Hepatocyte-specific inhibitor-of-kappaB-kinase deletion triggers the innate immune response and promotes earlier cell proliferation during liver regeneration.

摘要

Nuclear factor kappaB (NF-kappaB) is one of the main transcription factors involved in liver regeneration after partial hepatectomy (PH). It is activated upon IkappaB phosphorylation by the IkappaB kinase (IKK) complex comprising inhibitor of kappaB kinase 1 (IKK1), inhibitor of kappaB kinase 2 (IKK2), and nuclear factor-B essential modifier (NEMO). We studied the impact of hepatocyte-specific IKK2 deletion during liver regeneration. A 70% PH was performed on IKK2(f/f) (wild-type) and IKK2DeltaLPCmice (hepatocyte-specific IKK2 knockout mice). PH in IKK2DeltaLPC compared with IKK2(f/f) mice resulted in weaker and delayed NF-kappaB activation in hepatocytes, while nonparenchymal liver cells showed earlier NF-kappaB activation and higher tumor necrosis factor expression.

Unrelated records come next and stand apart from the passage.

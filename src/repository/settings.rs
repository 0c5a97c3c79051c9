use diesel::prelude::*;
use pushkind_common::repository::errors::{RepositoryError, RepositoryResult};

use crate::{
    domain::{
        category::Category as DomainCategory, product::Product as DomainProduct,
        settings::AppSettings,
    },
    models::{
        category::Category as DbCategory,
        product::Product as DbProduct,
        settings::{CONFIG_ROW_ID, KioskConfig},
    },
    repository::{DieselRepository, SettingsReader, SettingsWriter},
};

impl SettingsReader for DieselRepository {
    fn get_settings(&self) -> RepositoryResult<Option<AppSettings>> {
        use crate::schema::{categories, kiosk_config, products};

        let mut conn = self.conn()?;

        let config = kiosk_config::table
            .filter(kiosk_config::id.eq(CONFIG_ROW_ID))
            .first::<KioskConfig>(&mut conn)
            .optional()?;

        let Some(config) = config else {
            return Ok(None);
        };

        let categories = categories::table
            .order((categories::position.asc(), categories::id.asc()))
            .load::<DbCategory>(&mut conn)?
            .into_iter()
            .map(DomainCategory::from)
            .collect();

        let products = products::table
            .order((products::position.asc(), products::id.asc()))
            .load::<DbProduct>(&mut conn)?
            .into_iter()
            .map(DomainProduct::from)
            .collect();

        Ok(Some(config.into_settings(categories, products)))
    }
}

impl SettingsWriter for DieselRepository {
    fn replace_settings(&self, settings: &AppSettings) -> RepositoryResult<()> {
        use crate::schema::{categories, kiosk_config, products};

        let mut conn = self.conn()?;

        let config = KioskConfig::from_settings(settings, chrono::Local::now().naive_utc());
        let category_rows: Vec<DbCategory> = settings
            .categories
            .iter()
            .enumerate()
            .map(|(position, category)| DbCategory::from_domain(category, position))
            .collect();
        let product_rows: Vec<DbProduct> = settings
            .products
            .iter()
            .enumerate()
            .map(|(position, product)| DbProduct::from_domain(product, position))
            .collect();

        // Full replace inside one transaction: a failure leaves the previous
        // snapshot intact.
        conn.transaction::<(), RepositoryError, _>(|conn| {
            diesel::replace_into(kiosk_config::table)
                .values(&config)
                .execute(conn)?;

            diesel::delete(categories::table).execute(conn)?;
            if !category_rows.is_empty() {
                diesel::insert_into(categories::table)
                    .values(&category_rows)
                    .execute(conn)?;
            }

            diesel::delete(products::table).execute(conn)?;
            if !product_rows.is_empty() {
                diesel::insert_into(products::table)
                    .values(&product_rows)
                    .execute(conn)?;
            }

            Ok(())
        })
    }
}
//! Adapters connecting the application to the outside world.
//!
//! - [`inbound`] - HTTP API and command line
//! - [`outbound`] - Persona stores

pub mod inbound;
pub mod outbound;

Additionally, these animals showed increased and earlier serum amyloid A and chemotactic cytokine L-1 levels followed by enhanced polymorphonuclear cell recruitment to the liver. These results correlated with earlier Jun kinase activity, c-myc expression, and matrix metalloproteinase-9 activity, suggesting earlier priming in IKK2DeltaLPC mice after PH. These data preceded a more rapid cell cycle progression and earlier hepatocyte proliferation as evidenced through cyclin and 5-bromo-2-deoxyuridine analysis. Interestingly, despite faster G(1)/S progression, IKK2DeltaLPC mice exhibited an enduring mitosis phase, because mitotic bodies were still observed at later stages after PH. CONCLUSION: We demonstrate that PH in IKK2DeltaLPC mice triggers a more rapid and pronounced inflammatory response in nonparenchymal liver cells, which triggers earlier hepatocyte proliferation.